**EXERCISE AIM:** Pick every line out of the entries below that has the string "Deserialize", and copy it.

**INFORMATION SHOWN:**
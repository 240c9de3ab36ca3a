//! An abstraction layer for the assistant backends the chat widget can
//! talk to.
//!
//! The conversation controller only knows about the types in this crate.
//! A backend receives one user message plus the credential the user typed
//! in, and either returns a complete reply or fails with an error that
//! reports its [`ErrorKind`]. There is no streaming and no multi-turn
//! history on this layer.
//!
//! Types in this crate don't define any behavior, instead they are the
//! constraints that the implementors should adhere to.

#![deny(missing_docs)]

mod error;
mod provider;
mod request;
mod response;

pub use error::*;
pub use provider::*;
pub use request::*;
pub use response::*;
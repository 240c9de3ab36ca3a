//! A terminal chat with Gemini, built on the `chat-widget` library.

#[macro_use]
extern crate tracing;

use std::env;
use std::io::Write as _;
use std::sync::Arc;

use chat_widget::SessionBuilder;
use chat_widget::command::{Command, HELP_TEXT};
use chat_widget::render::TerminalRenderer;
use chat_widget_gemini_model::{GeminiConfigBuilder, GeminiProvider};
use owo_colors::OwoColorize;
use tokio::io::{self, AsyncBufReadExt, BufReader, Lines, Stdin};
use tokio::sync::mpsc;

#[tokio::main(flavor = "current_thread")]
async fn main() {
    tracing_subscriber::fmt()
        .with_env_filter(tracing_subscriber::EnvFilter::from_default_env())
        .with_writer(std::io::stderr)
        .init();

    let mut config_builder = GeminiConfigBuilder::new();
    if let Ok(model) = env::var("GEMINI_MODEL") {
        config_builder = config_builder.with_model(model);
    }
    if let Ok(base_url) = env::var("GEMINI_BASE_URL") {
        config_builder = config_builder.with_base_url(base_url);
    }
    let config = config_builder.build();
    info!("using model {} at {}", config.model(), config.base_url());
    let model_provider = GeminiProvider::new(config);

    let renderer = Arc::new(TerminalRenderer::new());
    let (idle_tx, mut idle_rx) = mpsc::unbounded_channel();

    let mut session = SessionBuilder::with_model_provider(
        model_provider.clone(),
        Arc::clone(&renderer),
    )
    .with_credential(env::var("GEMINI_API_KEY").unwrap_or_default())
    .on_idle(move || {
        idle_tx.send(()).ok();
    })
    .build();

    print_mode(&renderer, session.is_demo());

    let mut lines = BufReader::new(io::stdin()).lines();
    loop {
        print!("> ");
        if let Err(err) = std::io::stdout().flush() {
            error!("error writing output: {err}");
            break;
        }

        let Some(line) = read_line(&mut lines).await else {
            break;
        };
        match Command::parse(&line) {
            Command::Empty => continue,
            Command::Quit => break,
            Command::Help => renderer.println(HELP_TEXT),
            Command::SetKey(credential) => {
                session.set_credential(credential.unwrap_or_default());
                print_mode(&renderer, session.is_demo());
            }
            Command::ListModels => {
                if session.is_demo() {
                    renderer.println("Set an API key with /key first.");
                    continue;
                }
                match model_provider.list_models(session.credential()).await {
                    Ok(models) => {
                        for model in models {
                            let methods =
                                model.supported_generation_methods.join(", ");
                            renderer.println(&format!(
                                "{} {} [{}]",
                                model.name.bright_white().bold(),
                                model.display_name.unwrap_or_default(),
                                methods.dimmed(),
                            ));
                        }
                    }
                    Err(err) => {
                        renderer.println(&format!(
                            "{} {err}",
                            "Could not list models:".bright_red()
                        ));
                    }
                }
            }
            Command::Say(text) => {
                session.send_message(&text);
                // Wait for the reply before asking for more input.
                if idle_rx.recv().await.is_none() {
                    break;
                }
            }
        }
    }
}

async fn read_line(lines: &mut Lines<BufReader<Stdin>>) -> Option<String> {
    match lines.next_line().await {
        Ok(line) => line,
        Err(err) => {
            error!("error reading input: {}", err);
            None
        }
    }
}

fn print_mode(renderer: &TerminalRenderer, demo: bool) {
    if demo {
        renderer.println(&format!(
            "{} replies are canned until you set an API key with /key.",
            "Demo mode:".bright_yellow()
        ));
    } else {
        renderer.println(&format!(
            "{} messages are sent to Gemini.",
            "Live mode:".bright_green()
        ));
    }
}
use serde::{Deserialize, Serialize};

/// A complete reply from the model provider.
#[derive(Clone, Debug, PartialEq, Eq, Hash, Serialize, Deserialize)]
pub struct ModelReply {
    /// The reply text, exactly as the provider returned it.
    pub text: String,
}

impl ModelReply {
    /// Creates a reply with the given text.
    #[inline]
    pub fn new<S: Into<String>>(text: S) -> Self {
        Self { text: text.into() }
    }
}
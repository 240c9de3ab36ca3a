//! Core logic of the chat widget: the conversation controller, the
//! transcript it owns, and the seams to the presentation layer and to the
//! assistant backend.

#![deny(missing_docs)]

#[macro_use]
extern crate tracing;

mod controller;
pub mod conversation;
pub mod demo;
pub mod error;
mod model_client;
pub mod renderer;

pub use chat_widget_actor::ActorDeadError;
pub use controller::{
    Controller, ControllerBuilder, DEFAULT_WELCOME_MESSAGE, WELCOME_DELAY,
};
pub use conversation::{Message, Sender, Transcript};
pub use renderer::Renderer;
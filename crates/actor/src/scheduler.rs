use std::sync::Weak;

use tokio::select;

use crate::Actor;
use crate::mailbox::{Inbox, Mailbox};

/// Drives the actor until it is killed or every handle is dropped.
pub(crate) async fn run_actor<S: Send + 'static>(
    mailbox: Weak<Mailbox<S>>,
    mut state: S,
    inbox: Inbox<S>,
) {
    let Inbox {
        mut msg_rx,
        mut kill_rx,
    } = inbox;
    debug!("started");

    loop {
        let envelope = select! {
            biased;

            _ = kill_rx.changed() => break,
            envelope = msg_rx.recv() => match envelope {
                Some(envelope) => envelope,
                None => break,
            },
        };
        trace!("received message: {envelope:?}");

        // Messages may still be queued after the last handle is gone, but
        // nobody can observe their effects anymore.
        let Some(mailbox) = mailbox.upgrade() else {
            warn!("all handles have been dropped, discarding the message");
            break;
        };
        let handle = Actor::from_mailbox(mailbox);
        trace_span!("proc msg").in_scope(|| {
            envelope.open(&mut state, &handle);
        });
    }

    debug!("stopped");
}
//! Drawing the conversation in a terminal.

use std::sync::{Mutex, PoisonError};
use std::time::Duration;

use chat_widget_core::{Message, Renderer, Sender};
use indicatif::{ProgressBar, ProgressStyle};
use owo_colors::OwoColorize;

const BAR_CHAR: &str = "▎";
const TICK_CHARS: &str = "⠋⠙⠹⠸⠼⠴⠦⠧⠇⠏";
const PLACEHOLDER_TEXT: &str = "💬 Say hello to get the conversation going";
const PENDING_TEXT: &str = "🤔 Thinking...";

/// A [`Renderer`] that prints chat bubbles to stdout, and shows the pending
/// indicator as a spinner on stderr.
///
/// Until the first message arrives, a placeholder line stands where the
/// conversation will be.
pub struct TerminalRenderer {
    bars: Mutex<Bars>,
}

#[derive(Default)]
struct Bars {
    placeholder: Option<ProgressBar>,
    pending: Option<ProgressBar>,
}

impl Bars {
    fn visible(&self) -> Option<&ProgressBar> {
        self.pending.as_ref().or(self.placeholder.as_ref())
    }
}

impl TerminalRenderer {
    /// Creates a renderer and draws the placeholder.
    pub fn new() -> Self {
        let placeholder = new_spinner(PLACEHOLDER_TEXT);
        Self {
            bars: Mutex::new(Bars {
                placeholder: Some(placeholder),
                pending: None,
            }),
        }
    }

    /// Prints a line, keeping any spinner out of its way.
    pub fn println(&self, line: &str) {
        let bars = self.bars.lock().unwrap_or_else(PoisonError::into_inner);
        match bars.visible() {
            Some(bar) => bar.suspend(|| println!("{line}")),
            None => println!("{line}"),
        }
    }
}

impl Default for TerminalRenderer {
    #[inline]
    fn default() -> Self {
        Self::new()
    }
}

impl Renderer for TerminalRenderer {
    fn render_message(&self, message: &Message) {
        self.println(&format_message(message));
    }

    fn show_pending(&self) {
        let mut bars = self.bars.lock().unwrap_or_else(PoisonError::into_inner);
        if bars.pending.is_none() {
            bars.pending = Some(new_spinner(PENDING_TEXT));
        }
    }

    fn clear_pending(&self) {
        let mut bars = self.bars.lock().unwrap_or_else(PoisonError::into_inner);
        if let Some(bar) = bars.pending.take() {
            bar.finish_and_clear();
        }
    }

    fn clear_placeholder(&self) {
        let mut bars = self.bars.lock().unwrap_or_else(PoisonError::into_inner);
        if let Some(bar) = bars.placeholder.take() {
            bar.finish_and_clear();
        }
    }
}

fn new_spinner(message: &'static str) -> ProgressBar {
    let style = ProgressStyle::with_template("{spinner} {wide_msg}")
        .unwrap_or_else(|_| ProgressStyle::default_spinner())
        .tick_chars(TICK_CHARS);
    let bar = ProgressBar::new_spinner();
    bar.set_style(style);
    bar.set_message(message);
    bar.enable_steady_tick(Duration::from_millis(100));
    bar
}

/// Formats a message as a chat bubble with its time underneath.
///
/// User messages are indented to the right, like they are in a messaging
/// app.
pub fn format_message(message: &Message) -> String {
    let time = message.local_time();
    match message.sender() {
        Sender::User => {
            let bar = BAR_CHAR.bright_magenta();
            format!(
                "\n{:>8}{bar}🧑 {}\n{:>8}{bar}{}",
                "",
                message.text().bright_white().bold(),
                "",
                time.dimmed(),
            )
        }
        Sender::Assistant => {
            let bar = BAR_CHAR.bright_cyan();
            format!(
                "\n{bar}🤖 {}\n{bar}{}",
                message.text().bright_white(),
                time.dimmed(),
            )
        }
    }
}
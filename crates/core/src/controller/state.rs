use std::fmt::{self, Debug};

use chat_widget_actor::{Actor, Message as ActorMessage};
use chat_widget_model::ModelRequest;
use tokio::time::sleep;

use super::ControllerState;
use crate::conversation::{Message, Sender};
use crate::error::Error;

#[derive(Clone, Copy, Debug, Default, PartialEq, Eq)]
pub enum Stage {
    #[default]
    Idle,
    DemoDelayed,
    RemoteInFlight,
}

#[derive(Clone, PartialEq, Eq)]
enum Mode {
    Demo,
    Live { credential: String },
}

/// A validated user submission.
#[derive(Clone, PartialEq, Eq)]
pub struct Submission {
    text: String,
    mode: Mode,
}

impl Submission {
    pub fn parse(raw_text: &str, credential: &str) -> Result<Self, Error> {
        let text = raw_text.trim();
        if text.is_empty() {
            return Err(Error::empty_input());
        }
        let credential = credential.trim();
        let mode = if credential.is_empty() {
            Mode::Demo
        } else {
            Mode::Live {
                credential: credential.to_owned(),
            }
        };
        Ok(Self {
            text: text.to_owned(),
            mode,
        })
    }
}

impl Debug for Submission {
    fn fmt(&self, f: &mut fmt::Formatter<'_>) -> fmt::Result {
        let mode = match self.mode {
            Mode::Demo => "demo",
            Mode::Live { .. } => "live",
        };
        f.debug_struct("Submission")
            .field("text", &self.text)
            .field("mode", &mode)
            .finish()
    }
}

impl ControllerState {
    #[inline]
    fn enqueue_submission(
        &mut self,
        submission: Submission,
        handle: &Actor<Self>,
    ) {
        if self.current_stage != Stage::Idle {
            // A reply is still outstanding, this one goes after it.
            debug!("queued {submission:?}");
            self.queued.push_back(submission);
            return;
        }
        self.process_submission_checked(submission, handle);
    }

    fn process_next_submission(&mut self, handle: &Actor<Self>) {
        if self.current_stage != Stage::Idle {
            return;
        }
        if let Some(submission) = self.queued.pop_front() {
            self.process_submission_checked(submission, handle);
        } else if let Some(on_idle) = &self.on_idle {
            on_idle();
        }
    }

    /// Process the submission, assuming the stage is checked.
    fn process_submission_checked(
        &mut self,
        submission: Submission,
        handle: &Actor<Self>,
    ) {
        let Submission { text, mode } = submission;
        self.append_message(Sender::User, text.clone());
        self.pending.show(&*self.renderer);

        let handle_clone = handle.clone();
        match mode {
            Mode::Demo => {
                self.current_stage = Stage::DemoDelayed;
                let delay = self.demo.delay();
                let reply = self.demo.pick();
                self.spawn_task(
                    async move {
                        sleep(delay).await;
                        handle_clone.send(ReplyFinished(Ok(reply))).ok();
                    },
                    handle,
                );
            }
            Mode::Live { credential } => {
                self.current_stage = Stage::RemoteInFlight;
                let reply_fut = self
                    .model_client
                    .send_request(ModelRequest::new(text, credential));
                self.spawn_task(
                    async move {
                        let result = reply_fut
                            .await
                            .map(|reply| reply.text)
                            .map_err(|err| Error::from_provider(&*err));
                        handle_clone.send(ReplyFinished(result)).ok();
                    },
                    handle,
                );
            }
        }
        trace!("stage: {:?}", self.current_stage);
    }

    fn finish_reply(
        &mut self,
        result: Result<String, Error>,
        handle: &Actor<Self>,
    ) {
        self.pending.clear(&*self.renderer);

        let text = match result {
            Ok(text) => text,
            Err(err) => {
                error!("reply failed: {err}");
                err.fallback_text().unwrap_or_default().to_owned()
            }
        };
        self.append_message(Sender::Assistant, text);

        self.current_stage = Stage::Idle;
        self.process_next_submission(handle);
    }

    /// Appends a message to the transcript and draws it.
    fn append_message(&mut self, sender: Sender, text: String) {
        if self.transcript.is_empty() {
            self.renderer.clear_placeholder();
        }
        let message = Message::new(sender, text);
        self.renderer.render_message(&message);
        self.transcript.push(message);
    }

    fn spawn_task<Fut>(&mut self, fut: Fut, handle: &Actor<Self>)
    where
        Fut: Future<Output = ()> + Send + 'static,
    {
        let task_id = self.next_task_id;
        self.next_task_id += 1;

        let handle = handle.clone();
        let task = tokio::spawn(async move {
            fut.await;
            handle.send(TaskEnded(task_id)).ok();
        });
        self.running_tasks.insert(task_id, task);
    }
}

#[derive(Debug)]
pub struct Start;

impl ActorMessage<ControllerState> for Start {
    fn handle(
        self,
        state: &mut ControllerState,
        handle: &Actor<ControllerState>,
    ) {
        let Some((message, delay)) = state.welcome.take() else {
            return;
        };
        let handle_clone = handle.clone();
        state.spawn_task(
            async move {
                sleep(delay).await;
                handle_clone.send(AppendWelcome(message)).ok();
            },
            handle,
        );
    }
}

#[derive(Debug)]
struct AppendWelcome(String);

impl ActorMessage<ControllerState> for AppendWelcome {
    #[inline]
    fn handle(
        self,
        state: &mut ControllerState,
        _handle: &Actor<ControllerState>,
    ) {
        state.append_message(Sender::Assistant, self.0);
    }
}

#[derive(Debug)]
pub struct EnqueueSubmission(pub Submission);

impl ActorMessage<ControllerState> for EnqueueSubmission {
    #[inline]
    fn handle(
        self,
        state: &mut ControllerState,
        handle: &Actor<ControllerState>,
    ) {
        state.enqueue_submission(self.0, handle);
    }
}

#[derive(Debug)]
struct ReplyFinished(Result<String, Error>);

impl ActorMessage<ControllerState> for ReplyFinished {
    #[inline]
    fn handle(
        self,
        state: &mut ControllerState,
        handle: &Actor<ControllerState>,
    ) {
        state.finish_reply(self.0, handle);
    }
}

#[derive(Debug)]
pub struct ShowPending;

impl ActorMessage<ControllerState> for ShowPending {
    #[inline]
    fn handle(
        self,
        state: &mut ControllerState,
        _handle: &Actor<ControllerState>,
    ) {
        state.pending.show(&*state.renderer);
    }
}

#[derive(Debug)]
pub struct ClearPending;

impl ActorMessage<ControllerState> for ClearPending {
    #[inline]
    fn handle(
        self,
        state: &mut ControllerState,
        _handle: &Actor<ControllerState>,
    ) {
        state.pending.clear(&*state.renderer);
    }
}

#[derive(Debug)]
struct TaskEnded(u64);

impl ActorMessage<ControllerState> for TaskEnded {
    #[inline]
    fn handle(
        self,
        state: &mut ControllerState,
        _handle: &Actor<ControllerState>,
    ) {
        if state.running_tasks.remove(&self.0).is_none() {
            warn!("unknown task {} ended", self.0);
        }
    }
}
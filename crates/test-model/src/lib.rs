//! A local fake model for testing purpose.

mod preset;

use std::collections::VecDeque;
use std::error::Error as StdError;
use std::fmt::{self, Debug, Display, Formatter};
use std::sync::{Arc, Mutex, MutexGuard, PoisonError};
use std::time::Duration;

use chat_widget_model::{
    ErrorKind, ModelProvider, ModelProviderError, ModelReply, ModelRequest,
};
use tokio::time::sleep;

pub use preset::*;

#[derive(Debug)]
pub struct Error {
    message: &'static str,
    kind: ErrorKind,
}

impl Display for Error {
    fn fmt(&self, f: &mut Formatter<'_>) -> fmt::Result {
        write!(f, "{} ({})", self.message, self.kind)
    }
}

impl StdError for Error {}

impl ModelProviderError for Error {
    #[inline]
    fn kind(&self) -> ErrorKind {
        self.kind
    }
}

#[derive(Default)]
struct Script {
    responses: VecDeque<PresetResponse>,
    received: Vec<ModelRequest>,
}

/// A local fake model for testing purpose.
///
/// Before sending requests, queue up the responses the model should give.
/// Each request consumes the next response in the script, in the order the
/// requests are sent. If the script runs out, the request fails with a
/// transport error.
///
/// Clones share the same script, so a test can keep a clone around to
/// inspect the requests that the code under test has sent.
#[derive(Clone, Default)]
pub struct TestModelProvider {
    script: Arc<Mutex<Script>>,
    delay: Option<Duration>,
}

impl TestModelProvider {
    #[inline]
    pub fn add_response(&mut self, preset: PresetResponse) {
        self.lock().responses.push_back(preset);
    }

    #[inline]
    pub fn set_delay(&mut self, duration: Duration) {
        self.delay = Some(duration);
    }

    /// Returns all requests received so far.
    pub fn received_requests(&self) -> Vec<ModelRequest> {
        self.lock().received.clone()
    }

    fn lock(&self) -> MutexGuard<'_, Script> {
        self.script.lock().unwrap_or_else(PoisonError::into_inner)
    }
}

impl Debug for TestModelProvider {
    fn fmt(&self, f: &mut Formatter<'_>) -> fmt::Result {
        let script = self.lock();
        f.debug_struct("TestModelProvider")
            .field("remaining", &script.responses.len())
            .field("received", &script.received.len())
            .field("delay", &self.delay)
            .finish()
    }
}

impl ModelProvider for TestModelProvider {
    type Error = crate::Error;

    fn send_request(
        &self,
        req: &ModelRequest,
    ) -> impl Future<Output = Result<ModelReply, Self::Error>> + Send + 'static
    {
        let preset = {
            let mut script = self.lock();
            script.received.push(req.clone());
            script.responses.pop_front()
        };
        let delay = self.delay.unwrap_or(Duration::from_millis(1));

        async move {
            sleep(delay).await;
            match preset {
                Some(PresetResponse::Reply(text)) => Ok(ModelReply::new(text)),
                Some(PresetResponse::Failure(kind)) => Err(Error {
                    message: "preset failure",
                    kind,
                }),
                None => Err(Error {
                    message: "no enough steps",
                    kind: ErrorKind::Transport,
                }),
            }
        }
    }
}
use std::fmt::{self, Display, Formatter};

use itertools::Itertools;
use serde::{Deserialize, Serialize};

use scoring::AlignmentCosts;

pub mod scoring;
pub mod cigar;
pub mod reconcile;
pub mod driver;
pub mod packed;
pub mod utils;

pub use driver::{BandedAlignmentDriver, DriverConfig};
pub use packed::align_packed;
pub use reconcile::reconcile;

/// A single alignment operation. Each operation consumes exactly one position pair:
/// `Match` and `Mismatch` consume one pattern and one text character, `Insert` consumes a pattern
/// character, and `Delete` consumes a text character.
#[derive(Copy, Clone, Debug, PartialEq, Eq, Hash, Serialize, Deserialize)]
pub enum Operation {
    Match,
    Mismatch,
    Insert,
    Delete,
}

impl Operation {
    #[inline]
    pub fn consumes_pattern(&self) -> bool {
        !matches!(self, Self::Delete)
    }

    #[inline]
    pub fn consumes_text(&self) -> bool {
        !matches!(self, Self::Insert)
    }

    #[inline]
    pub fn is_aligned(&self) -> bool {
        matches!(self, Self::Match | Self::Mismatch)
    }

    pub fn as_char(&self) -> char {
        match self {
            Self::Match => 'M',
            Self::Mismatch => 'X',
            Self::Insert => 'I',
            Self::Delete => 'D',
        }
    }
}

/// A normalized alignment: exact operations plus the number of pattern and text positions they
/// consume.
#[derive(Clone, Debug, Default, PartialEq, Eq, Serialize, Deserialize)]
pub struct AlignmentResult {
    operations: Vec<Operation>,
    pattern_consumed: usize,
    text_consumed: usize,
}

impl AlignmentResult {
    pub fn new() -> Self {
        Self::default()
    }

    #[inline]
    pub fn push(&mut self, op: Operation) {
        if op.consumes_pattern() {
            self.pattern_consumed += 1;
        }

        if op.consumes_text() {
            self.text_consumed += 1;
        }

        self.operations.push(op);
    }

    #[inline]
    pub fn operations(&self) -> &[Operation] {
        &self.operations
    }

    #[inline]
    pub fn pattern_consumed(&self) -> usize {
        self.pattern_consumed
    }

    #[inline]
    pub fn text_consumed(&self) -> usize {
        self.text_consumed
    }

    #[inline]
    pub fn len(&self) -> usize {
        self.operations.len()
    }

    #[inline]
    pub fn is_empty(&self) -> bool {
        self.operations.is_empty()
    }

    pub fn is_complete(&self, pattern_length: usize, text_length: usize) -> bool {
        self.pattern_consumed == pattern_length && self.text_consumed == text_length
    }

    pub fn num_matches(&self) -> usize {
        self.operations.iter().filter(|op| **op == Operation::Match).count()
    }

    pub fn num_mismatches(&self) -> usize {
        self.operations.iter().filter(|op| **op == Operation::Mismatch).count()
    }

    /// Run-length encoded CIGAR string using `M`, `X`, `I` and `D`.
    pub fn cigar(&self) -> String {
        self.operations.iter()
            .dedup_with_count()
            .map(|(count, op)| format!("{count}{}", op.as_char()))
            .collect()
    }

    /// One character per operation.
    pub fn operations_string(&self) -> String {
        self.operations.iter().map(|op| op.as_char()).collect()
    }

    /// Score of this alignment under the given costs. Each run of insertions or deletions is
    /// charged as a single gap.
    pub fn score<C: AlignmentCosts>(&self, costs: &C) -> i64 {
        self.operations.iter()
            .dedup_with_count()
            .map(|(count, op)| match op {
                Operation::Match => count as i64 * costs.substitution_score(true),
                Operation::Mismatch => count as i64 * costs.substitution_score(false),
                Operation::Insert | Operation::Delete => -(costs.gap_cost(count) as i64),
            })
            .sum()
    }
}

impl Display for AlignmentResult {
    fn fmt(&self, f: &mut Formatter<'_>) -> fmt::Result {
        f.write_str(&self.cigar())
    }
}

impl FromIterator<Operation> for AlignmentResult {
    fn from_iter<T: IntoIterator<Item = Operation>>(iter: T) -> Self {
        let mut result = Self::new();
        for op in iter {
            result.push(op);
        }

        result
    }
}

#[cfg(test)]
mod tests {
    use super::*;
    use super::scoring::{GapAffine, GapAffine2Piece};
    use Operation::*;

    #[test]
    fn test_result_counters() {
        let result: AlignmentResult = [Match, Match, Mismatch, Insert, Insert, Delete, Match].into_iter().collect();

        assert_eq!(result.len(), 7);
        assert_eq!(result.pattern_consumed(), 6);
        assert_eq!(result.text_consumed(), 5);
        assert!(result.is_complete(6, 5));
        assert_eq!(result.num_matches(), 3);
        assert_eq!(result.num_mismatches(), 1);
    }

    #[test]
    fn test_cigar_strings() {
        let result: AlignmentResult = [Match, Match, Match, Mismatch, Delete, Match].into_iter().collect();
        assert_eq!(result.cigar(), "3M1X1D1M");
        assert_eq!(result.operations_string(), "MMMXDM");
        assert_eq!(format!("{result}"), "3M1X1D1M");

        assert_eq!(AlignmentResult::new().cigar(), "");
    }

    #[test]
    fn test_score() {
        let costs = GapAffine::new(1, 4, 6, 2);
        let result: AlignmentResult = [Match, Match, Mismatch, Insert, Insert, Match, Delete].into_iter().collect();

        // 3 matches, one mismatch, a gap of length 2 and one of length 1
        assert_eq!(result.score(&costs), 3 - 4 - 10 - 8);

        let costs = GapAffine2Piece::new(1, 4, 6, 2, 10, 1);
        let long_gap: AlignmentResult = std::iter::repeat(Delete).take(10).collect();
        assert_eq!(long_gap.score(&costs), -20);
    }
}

**YOUR SOLUTION:**
use serde::{Deserialize, Serialize};
#[derive(Clone, Debug, PartialEq, Eq, Hash, Serialize, Deserialize)]
use serde::{Deserialize, Serialize};
#[derive(Copy, Clone, Debug, PartialEq, Eq, Hash, Serialize, Deserialize)]
#[derive(Clone, Debug, Default, PartialEq, Eq, Serialize, Deserialize)]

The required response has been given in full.